--- Input data Enclosed Below ---

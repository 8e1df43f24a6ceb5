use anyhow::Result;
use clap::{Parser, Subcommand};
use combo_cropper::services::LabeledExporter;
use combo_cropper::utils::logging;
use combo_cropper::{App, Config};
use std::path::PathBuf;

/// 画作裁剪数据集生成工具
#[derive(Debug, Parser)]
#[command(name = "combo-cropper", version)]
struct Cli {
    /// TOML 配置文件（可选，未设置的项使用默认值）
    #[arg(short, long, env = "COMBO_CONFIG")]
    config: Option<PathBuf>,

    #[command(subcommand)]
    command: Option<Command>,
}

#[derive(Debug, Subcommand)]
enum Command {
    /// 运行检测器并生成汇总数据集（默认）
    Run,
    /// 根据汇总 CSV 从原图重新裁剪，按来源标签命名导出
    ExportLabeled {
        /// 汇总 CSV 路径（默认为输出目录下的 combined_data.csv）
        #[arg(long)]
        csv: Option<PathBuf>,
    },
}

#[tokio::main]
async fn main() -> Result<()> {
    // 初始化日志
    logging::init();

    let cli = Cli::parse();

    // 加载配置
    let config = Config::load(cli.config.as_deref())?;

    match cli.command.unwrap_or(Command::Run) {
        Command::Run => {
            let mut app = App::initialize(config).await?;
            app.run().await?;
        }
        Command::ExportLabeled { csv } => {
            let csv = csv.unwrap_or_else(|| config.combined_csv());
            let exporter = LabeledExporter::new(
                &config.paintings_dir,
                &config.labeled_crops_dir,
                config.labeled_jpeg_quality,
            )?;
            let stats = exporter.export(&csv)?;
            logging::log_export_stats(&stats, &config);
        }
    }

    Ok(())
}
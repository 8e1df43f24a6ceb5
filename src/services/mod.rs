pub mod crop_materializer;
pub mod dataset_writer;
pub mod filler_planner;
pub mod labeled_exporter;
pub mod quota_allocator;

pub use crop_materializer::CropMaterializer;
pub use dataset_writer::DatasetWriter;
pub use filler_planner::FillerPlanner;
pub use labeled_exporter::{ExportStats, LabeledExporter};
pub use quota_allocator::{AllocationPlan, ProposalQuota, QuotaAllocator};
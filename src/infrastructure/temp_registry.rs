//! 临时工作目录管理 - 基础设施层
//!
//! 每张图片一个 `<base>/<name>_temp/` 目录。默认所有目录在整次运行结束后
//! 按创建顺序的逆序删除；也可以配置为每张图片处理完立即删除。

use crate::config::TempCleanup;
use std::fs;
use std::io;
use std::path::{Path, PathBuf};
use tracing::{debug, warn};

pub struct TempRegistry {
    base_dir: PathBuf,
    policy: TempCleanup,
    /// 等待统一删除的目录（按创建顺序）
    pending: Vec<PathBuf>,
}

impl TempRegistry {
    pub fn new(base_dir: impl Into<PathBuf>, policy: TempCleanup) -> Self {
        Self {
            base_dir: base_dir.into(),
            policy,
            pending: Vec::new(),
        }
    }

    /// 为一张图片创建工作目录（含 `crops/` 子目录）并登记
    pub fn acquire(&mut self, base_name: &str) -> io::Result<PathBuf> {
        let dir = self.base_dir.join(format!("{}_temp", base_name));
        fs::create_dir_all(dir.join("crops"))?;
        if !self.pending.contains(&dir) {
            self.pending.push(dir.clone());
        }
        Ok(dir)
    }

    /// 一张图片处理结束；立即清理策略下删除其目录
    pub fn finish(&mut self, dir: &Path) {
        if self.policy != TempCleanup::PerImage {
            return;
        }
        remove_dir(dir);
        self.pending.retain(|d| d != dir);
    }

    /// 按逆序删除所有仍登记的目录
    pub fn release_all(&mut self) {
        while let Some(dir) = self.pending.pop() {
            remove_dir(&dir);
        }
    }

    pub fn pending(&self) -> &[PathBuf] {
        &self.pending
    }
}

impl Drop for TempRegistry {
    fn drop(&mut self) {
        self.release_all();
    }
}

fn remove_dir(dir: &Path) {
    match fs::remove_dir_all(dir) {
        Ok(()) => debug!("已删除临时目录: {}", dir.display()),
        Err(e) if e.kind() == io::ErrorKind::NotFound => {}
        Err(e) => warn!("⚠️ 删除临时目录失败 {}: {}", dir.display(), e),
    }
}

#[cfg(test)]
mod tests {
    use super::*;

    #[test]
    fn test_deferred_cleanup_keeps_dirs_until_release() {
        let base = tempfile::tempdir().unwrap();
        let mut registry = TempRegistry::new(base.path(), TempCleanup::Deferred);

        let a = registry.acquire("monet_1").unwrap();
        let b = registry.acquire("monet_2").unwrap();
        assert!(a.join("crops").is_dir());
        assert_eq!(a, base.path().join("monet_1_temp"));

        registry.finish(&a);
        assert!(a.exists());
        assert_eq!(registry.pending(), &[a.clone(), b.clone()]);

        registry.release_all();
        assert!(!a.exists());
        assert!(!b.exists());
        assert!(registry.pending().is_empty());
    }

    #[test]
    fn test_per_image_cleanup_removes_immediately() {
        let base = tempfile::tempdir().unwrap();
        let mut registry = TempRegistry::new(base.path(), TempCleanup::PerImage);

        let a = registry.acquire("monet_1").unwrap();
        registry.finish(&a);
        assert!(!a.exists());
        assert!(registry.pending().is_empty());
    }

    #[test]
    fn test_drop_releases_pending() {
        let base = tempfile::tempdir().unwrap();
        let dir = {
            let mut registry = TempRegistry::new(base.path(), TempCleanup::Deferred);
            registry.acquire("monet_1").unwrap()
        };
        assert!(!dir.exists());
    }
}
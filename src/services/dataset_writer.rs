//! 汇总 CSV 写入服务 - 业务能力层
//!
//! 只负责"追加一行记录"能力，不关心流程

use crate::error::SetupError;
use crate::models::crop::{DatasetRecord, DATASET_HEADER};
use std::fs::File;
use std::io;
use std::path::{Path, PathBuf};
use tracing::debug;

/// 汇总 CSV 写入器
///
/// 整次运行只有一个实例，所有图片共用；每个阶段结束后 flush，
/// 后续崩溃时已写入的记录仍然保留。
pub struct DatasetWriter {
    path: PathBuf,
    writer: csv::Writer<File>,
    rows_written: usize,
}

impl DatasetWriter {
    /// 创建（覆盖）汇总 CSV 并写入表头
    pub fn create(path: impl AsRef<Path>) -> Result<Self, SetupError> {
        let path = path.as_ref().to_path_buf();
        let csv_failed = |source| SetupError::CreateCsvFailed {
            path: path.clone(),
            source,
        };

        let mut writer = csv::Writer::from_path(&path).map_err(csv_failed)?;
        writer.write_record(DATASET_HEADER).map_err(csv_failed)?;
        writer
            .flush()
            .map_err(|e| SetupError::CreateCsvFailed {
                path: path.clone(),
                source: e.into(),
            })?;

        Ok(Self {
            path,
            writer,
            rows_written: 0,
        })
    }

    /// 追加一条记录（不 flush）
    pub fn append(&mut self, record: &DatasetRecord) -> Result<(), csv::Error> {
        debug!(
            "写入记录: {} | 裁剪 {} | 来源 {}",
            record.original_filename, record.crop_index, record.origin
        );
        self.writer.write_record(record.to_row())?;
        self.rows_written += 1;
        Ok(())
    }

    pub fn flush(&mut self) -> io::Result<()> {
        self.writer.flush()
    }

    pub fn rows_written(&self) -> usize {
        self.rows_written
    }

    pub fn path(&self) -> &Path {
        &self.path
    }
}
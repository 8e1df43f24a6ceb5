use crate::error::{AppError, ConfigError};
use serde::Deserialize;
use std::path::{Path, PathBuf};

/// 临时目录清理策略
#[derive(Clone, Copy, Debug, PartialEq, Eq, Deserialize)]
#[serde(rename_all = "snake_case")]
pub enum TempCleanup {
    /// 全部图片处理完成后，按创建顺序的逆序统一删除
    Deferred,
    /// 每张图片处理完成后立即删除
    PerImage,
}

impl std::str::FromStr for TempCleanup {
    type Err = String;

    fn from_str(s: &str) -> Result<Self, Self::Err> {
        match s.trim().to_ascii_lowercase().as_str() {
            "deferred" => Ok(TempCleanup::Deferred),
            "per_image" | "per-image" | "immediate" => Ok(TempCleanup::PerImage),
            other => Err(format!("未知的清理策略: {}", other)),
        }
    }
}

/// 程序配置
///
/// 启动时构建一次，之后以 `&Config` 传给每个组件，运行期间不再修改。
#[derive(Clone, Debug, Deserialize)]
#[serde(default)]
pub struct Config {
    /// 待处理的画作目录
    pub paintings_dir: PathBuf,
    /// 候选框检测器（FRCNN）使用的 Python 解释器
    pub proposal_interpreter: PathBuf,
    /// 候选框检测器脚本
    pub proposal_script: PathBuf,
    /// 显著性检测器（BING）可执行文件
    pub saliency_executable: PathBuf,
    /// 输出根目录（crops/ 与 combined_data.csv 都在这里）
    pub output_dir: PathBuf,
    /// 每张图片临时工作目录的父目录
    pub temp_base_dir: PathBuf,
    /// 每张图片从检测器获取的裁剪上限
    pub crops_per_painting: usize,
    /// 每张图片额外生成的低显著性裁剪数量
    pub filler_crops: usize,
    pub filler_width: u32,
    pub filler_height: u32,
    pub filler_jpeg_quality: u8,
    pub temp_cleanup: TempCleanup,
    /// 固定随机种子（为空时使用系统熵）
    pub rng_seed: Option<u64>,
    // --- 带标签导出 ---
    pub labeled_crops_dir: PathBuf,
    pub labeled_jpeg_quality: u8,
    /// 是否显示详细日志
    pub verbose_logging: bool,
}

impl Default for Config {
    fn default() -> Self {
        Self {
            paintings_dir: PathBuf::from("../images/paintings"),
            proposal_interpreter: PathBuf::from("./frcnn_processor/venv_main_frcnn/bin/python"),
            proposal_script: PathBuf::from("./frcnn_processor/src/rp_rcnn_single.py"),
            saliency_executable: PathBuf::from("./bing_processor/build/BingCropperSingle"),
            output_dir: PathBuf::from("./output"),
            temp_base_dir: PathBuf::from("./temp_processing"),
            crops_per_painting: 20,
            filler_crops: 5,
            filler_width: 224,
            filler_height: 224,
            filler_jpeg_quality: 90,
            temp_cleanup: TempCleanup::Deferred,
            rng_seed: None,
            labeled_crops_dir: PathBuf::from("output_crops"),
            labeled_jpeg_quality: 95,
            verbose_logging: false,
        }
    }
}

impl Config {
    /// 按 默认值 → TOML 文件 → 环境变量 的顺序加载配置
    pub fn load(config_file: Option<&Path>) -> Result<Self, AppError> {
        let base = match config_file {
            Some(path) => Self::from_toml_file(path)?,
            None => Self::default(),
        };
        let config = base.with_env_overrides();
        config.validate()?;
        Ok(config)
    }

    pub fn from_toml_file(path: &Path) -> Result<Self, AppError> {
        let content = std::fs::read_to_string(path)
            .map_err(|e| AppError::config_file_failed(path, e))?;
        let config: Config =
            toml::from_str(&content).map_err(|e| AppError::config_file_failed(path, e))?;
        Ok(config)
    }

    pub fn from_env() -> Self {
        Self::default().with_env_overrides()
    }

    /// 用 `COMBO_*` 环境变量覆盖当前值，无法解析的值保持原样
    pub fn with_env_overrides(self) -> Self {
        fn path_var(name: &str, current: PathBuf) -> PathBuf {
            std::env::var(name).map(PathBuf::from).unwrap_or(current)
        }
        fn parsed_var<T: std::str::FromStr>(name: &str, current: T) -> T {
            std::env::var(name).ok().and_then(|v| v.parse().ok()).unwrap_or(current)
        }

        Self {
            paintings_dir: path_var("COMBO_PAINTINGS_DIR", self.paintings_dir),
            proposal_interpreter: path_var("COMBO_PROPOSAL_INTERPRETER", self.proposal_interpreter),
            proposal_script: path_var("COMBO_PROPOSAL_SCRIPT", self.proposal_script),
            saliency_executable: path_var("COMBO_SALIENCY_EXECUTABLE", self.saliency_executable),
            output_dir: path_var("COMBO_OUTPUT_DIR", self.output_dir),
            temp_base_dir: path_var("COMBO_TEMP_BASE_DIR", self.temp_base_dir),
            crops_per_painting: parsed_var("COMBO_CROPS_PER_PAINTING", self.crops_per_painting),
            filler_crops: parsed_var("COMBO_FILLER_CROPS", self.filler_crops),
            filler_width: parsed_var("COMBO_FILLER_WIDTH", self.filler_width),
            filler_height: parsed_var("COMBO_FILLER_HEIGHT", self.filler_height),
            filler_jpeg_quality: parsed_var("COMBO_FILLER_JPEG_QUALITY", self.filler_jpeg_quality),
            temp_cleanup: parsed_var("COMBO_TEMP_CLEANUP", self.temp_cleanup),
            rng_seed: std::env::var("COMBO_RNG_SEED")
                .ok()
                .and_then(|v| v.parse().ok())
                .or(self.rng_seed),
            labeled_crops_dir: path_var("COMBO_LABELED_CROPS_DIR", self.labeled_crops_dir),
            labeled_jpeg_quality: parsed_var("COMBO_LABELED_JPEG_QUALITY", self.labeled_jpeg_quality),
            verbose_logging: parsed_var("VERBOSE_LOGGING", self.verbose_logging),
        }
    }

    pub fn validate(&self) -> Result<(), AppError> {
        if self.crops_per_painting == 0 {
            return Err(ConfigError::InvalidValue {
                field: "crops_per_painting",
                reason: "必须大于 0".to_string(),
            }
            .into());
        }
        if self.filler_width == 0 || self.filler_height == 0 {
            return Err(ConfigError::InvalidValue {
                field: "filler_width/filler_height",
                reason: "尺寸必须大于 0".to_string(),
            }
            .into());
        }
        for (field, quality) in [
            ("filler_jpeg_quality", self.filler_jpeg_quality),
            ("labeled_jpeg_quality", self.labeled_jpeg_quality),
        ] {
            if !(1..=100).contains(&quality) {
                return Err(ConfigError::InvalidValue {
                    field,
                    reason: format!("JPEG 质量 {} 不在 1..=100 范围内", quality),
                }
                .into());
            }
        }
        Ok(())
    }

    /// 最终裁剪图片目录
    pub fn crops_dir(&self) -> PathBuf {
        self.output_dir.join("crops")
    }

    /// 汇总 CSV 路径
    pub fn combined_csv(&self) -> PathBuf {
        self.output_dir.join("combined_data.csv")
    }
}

--- End of Enclosed Input data ---

Problem details
An exact copy of the data is needed, running from its first line through the line that holds "logging::init();", and nothing beyond that.

Solution
repository 8e1df43f24a6ceb5
use anyhow::Result;
use clap::{Parser, Subcommand};
use combo_cropper::services::LabeledExporter;
use combo_cropper::utils::logging;
use combo_cropper::{App, Config};
use std::path::PathBuf;

/// 画作裁剪数据集生成工具
#[derive(Debug, Parser)]
#[command(name = "combo-cropper", version)]
struct Cli {
    /// TOML 配置文件（可选，未设置的项使用默认值）
    #[arg(short, long, env = "COMBO_CONFIG")]
    config: Option<PathBuf>,

    #[command(subcommand)]
    command: Option<Command>,
}

#[derive(Debug, Subcommand)]
enum Command {
    /// 运行检测器并生成汇总数据集（默认）
    Run,
    /// 根据汇总 CSV 从原图重新裁剪，按来源标签命名导出
    ExportLabeled {
        /// 汇总 CSV 路径（默认为输出目录下的 combined_data.csv）
        #[arg(long)]
        csv: Option<PathBuf>,
    },
}

#[tokio::main]
async fn main() -> Result<()> {
    // 初始化日志
    logging::init();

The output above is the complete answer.